Pulseaudio : lots of issues, how can I help?

Lennart Poettering mzerqung at 0pointer.de
Tue Sep 23 14:01:10 UTC 2008


On Tue, 23.09.08 09:26, Alan Cox (alan at redhat.com) wrote:

> 
> On Tue, Sep 23, 2008 at 02:37:48PM +0200, Lennart Poettering wrote:
> > OTOH OSS' programmers interface *is* the ioctls themselves. And that's
> > one reason why its API sucks.
> 
> Thats a 'nobody wrote the library' case

No it's not. The people behind OSS (i.e. Hannu) advertise the kernel
API is the audio API to use for normal programs. Because they do this
they moved mixing and sample type conversion into the kernel in OSS4.

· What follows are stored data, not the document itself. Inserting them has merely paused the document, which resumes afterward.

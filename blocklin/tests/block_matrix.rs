use float_eq::assert_float_eq;
use blocklin::prelude::*;
use blocklin::*;
use blocklin_core::{LinAlgEx, Operator};
use rand::prelude::*;
use rand_xoshiro::rand_core::SeedableRng;
use rand_xoshiro::Xoshiro256StarStar;

type La = FloatGeneric<f64>;

type AMatBuild = MatBuild<La>;
type ALinearMap = LinearMap<La>;
type ABlockMatrix = BlockMatrix<La>;
type ABlockVector = BlockVector<La>;

//

fn rand_dense(rng: &mut Xoshiro256StarStar, m: usize, n: usize) -> ALinearMap
{
    AMatBuild::new(MatType::General(m, n))
        .by_fn(|_, _| rng.gen_range(-1. ..= 1.))
        .to_linmap()
}

fn rand_maps(rng: &mut Xoshiro256StarStar, m: usize, n: usize) -> Vec<ALinearMap>
{
    let mut maps = vec![rand_dense(rng, m, n)];
    if m == n {
        maps.push(ALinearMap::diag((0.. n).map(|_| rng.gen_range(-1. ..= 1.)).collect()));
        maps.push(ALinearMap::scalar(n, rng.gen_range(-1. ..= 1.)));
    }
    if m % 2 == 0 && n % 2 == 0 {
        maps.push(ALinearMap::kron(rand_dense(rng, 2, 2), rand_dense(rng, m / 2, n / 2)));
    }
    maps
}

//

#[test]
fn test_linmap_rand_apply()
{
    let _ = env_logger::builder().is_test(true).try_init();

    let mut rng = Xoshiro256StarStar::seed_from_u64(0);

    for (m, n) in [(4, 4), (4, 6), (6, 2), (3, 3)] {
        for k in rand_maps(&mut rng, m, n) {
            let x: Vec<f64> = (0.. n).map(|_| rng.gen_range(-1. ..= 1.)).collect();
            let mut y_ref = vec![0.; m];
            La::transform_ge(false, m, n, 1., &k.as_dense(), &x, 0., &mut y_ref);
            assert_float_eq!(k.apply(&x).as_slice(), y_ref.as_slice(), abs_all <= 1e-9);

            let kt = k.transpose();
            assert_eq!(kt.size(), (n, m));
            assert_eq!(kt.transpose(), k);
        }
    }
}

#[test]
fn test_linmap_rand_assoc()
{
    let _ = env_logger::builder().is_test(true).try_init();

    let mut rng = Xoshiro256StarStar::seed_from_u64(1);

    for a in rand_maps(&mut rng, 4, 4) {
        for b in rand_maps(&mut rng, 4, 4) {
            let x: Vec<f64> = (0.. 4).map(|_| rng.gen_range(-1. ..= 1.)).collect();
            let ab = &a * &b;
            assert_float_eq!(ab.apply(&x).as_slice(), a.apply(&b.apply(&x)).as_slice(), abs_all <= 1e-9);

            let s = &a + &b;
            let sx: Vec<f64> = a.apply(&x).iter().zip(b.apply(&x)).map(|(u, v)| u + v).collect();
            assert_float_eq!(s.apply(&x).as_slice(), sx.as_slice(), abs_all <= 1e-9);
        }
    }
}

#[test]
fn test_block_insert_accumulate()
{
    let _ = env_logger::builder().is_test(true).try_init();

    let mut rng = Xoshiro256StarStar::seed_from_u64(2);
    let u = rand_dense(&mut rng, 3, 2);
    let w = rand_dense(&mut rng, 3, 2);

    let mut a = ABlockMatrix::new();
    a.insert_or_add("r", "c", u.clone());
    a.insert_or_add("r", "c", w.clone());

    let b = ABlockMatrix::new().with("r", "c", &u + &w);
    assert_eq!(a, b);

    let d = ABlockMatrix::new()
        .with("x", "x", ALinearMap::diag(vec![1., 2.]))
        .with("x", "x", ALinearMap::scalar(2, 3.));
    assert_eq!(d.get("x", "x").map(|a| a.impl_type()), Some(ImplType::Diag));
    assert_eq!(d.get("x", "x").map(|a| a.as_dense()), Some(vec![4., 0., 0., 5.]));
}

#[test]
fn test_block_assoc()
{
    let _ = env_logger::builder().is_test(true).try_init();

    let mut rng = Xoshiro256StarStar::seed_from_u64(3);

    let a = ABlockMatrix::new()
        .with("p", "x", rand_dense(&mut rng, 2, 4))
        .with("q", "x", ALinearMap::kron(ALinearMap::identity(2), rand_dense(&mut rng, 1, 2)))
        .with("q", "y", rand_dense(&mut rng, 2, 3));
    let b = ABlockMatrix::new()
        .with("x", "u", rand_dense(&mut rng, 4, 2))
        .with("y", "u", rand_dense(&mut rng, 3, 2))
        .with("y", "v", ALinearMap::scalar(3, 2.).transpose().scale(0.5));
    let x = ABlockVector::new()
        .with("u", vec![1., -1.])
        .with("v", vec![0.5, 2., -3.])
        .with("w", vec![7.]);

    let ab_x = &(&a * &b) * &x;
    let a_bx = &a * &(&b * &x);
    assert_eq!(ab_x.keys().collect::<Vec<_>>(), vec!["p", "q"]);
    for (k, v) in ab_x.iter() {
        assert_float_eq!(v.as_slice(), a_bx.get(k).unwrap(), abs_all <= 1e-9);
    }

    // (AB)^T = B^T A^T
    let ab_t = (&a * &b).transpose();
    let bt_at = &b.transpose() * &a.transpose();
    assert_eq!(ab_t.row_keys(), bt_at.row_keys());
    assert_eq!(ab_t.col_keys(), bt_at.col_keys());
    for (r, c, blk) in ab_t.iter() {
        let other = bt_at.get(r, c).unwrap();
        assert_float_eq!(blk.as_dense().as_slice(), other.as_dense().as_slice(), abs_all <= 1e-9);
    }

    // A - A has structurally present, numerically zero blocks
    let z = &a - &a;
    assert_eq!(z.col_keys(), a.col_keys());
    for (_, _, blk) in z.iter() {
        assert!(blk.as_dense().iter().all(|e| *e == 0.));
    }
}

#[test]
fn test_block_inverse_reject()
{
    let _ = env_logger::builder().is_test(true).try_init();

    let non_square = ABlockMatrix::new()
        .with("x", "x", ALinearMap::identity(1))
        .with("x", "y", ALinearMap::identity(1));
    assert_eq!(non_square.inverse(1e-12), Err(BlockError::NotSquare(1, 2)));

    let two_rows = ABlockMatrix::new()
        .with("x", "x", ALinearMap::identity(1))
        .with("y", "x", ALinearMap::identity(1))
        .with("y", "y", ALinearMap::identity(1));
    assert_eq!(two_rows.inverse(1e-12), Err(BlockError::NotBlockDiagonal));

    let shared_row = ABlockMatrix::new()
        .with("x", "x", ALinearMap::dense(2, 1, vec![1., 0.]))
        .with("x", "y", ALinearMap::dense(2, 1, vec![0., 1.]));
    assert_eq!(shared_row.inverse(1e-12), Err(BlockError::NotBlockDiagonal));

    let diag = ABlockMatrix::identity([("x", 2), ("y", 1)]).scale(4.);
    let diag_inv = diag.inverse(1e-12).unwrap();
    assert_eq!(&diag * &diag_inv, ABlockMatrix::identity([("x", 2), ("y", 1)]));
}

#[test]
fn test_block_display()
{
    let a = ABlockMatrix::new()
        .with("x", "x", ALinearMap::scalar(2, 1.))
        .with("y", "x", AMatBuild::new(MatType::General(1, 2)).iter_rowmaj(&[1., 2.]).into());

    let s = a.to_string();
    let mut lines = s.lines();
    assert_eq!(lines.next(), Some("block matrix 3 x 2"));
    assert!(lines.next().unwrap().starts_with("(x, x)"));
    assert!(lines.next().unwrap().starts_with("(y, x)"));
    assert!(lines.next().is_none());
}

> > Also, OSS is practically not virtualizable. (LD_PRELOAD and CUSE are
> > hacks, that only work for the smallest part) The timing model is
> > broken. The entire design is hardware-specific, and focusses on hw we
> 
> The timing model is crap, but the rest of the design is neither hardware
> specific no focussed on twenty year old hardware - in fact todays hardware
> looks more and more like the hardware of twenty years ago but with more
> channels.

Oh, of course it is hardware specific. Stuff like fragments and stuff
are very hardware specific. Software sound servers don't want to
expose fragment-based buffering metrics. Instead a modern sound system
wants to expose latency values and process time values. Then, the fact
that OSS assumes that the DAC reads directly from the hw playback
buffer makes the whole thing questionable already on USB
hardware. That you even get access to the hardware buffer makes it
very hardware-specific. Using OSS for more than 2ch sensibly is
practically not possible. Modern sound systems want to disable sound
card interrupts as far as possible and schedule audio via system
timers, OSS always wants fragment interrupts. Modern sound systems
want huge buffers and the ability to rewind software pointers. OSS
cannot do this (at most partially if you use mmap() which opens a lot
of additional problems and is shaky ground). No decibel information
for mixers. Then, the way fragments work in OSS you couldn't even
express something like "buffer size 200ms, fillup when only 10ms
left". And this list goes on and on.

In short: how modern software wants to drive a sound card has changed
quite a bit. And OSS3 is from the early 90's. So it's focussed on
hardware, and it is focussed on hw and sw from 20y ago. An SB16 is
quite different from a modern HDA sound card.

Lennart

-- 
Lennart Poettering                        Red Hat, Inc.